> _Data for this task_
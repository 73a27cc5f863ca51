use crate::symbols::Variable;
use itertools::Itertools;

/// Collects the distinct variables of `expression` in ascending character order.
///
/// The order fixes both the column order of the table and the bit significance
/// of each variable: the first variable is the most significant bit.
pub fn extract(expression: &str) -> Vec<Variable> {
    expression
        .chars()
        .filter(|&c| Variable::is_variable(c))
        .map(Variable)
        .sorted()
        .dedup()
        .collect()
}
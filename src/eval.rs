use crate::error::{Error, MalformedReason, Result};
use crate::postfix::PostfixToken;
use crate::symbols::Operator;

/// Evaluates a postfix token sequence to a single bit.
///
/// Binary operators pop their second operand first. The evaluation fails when an
/// operator lacks operands or when anything other than exactly one value is
/// left at the end.
pub fn evaluate(postfix: &[PostfixToken]) -> Result<bool> {
    let mut stack: Vec<bool> = Vec::with_capacity(postfix.len());

    for token in postfix {
        match *token {
            PostfixToken::Bit(b) => stack.push(b),
            PostfixToken::Operator(Operator::Not) => {
                let operand = pop(&mut stack, Operator::Not)?;
                stack.push(!operand);
            }
            PostfixToken::Operator(Operator::And) => {
                binary(&mut stack, Operator::And, |a, b| a & b)?
            }
            PostfixToken::Operator(Operator::Xor) => {
                binary(&mut stack, Operator::Xor, |a, b| a ^ b)?
            }
            PostfixToken::Operator(Operator::Or) => {
                binary(&mut stack, Operator::Or, |a, b| a | b)?
            }
        }
    }

    match stack.as_slice() {
        [result] => Ok(*result),
        [] => Err(Error::malformed(MalformedReason::NoResult)),
        rest => Err(Error::malformed(MalformedReason::ResidualValues(
            rest.len(),
        ))),
    }
}

/// Pops `operand2`, then `operand1`, and pushes `f(operand1, operand2)`.
fn binary(stack: &mut Vec<bool>, op: Operator, f: fn(bool, bool) -> bool) -> Result<()> {
    let operand2 = pop(stack, op)?;
    let operand1 = pop(stack, op)?;
    stack.push(f(operand1, operand2));
    Ok(())
}

fn pop(stack: &mut Vec<bool>, op: Operator) -> Result<bool> {
    stack
        .pop()
        .ok_or(Error::malformed(MalformedReason::MissingOperand(op)))
}
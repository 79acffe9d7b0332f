//! Test helpers and fixtures for Spectra integration tests
//!
//! ## Tolerance Levels
//!
//! Use the appropriate tolerance from [`tolerances`] module:
//! - `FLOAT_EPSILON` (1e-6): Exact operations (Mid/Side round trip, correlation)
//! - `DB_EPSILON` (0.1 dB): Level readings of known signals
//! - `CAPTURE_EPSILON` (0.5 dB): Converged capture averages

#![allow(dead_code)]

pub mod tolerances;

use spectra::prelude::*;

/// Default test sample rate (matches common hardware)
pub const TEST_SAMPLE_RATE: f32 = 48000.0;

/// Standard buffer size for deterministic testing
pub const TEST_BUFFER_SIZE: usize = 512;

/// Display frame rate assumed by capture averaging.
pub const TEST_FRAME_RATE: f32 = 30.0;

/// Routes `tracing` output through the test harness at debug level.
/// Shown only for failing tests or with `--nocapture`.
pub fn init_tracing() {
    let _ = tracing_subscriber::fmt()
        .with_max_level(tracing::Level::DEBUG)
        .with_test_writer()
        .try_init();
}

/// Stereo session with a small FFT, default everything else.
pub fn test_session() -> AnalyzerSession {
    init_tracing();
    AnalyzerSession::builder()
        .sample_rate(TEST_SAMPLE_RATE)
        .fft_size(1024)
        .build()
        .expect("Failed to create test session")
}

/// Session built from a full config.
pub fn test_session_with(config: SessionConfig) -> AnalyzerSession {
    init_tracing();
    AnalyzerSession::new(config).expect("Failed to create test session")
}

/// Generate a test signal: sine wave at given frequency and amplitude.
pub fn generate_sine(frequency: f64, amplitude: f32, sample_rate: f64, num_samples: usize) -> Vec<f32> {
    (0..num_samples)
        .map(|i| {
            let t = i as f64 / sample_rate;
            amplitude * (2.0 * std::f64::consts::PI * frequency * t).sin() as f32
        })
        .collect()
}

/// Generate silence (zero samples).
pub fn generate_silence(num_samples: usize) -> Vec<f32> {
    vec![0.0; num_samples]
}

/// Generate white noise (random samples in -1..1).
pub fn generate_noise(num_samples: usize, seed: u64) -> Vec<f32> {
    // Simple LCG for reproducible "random" noise
    let mut rng = seed;
    (0..num_samples)
        .map(|_| {
            rng = rng.wrapping_mul(6364136223846793005).wrapping_add(1);
            ((rng >> 33) as f32 / (1u64 << 31) as f32) * 2.0 - 1.0
        })
        .collect()
}

/// Generate a DC offset signal (constant value).
pub fn generate_dc(value: f32, num_samples: usize) -> Vec<f32> {
    vec![value; num_samples]
}

/// Calculate peak amplitude of a signal.
pub fn peak(samples: &[f32]) -> f32 {
    samples
        .iter()
        .map(|s| s.abs())
        .fold(0.0_f32, |a, b| a.max(b))
}

/// Peak in dBFS, floored like the meter.
pub fn peak_db(samples: &[f32]) -> f32 {
    let p = peak(samples);
    if p > 0.0 {
        (20.0 * p.log10()).max(-60.0)
    } else {
        -60.0
    }
}

/// Flat per-bin dB spectrum.
pub fn flat_spectrum(db: f32, bins: usize) -> Vec<f32> {
    vec![db; bins]
}

/// Feeds `frames` identical frames and returns the last output.
pub fn run_frames(session: &mut AnalyzerSession, frame: &AudioFrame<'_>, frames: usize) -> FrameOutput {
    let mut out = None;
    for _ in 0..frames {
        out = Some(session.process_frame(frame).expect("frame failed"));
    }
    out.expect("at least one frame")
}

> _Problem requirements_
Take the lines from the first line of the listing to the line containing "pub fn evaluate(postfix: &[PostfixToken])". Please print them exactly, ends included, with nothing else.

> _Task result_
repository 73a27cc5f863ca51
use crate::symbols::Variable;
use itertools::Itertools;

/// Collects the distinct variables of `expression` in ascending character order.
///
/// The order fixes both the column order of the table and the bit significance
/// of each variable: the first variable is the most significant bit.
pub fn extract(expression: &str) -> Vec<Variable> {
    expression
        .chars()
        .filter(|&c| Variable::is_variable(c))
        .map(Variable)
        .sorted()
        .dedup()
        .collect()
}
filename src/eval.rs
use crate::error::{Error, MalformedReason, Result};
use crate::postfix::PostfixToken;
use crate::symbols::Operator;

/// Evaluates a postfix token sequence to a single bit.
///
/// Binary operators pop their second operand first. The evaluation fails when an
/// operator lacks operands or when anything other than exactly one value is
/// left at the end.
pub fn evaluate(postfix: &[PostfixToken]) -> Result<bool> {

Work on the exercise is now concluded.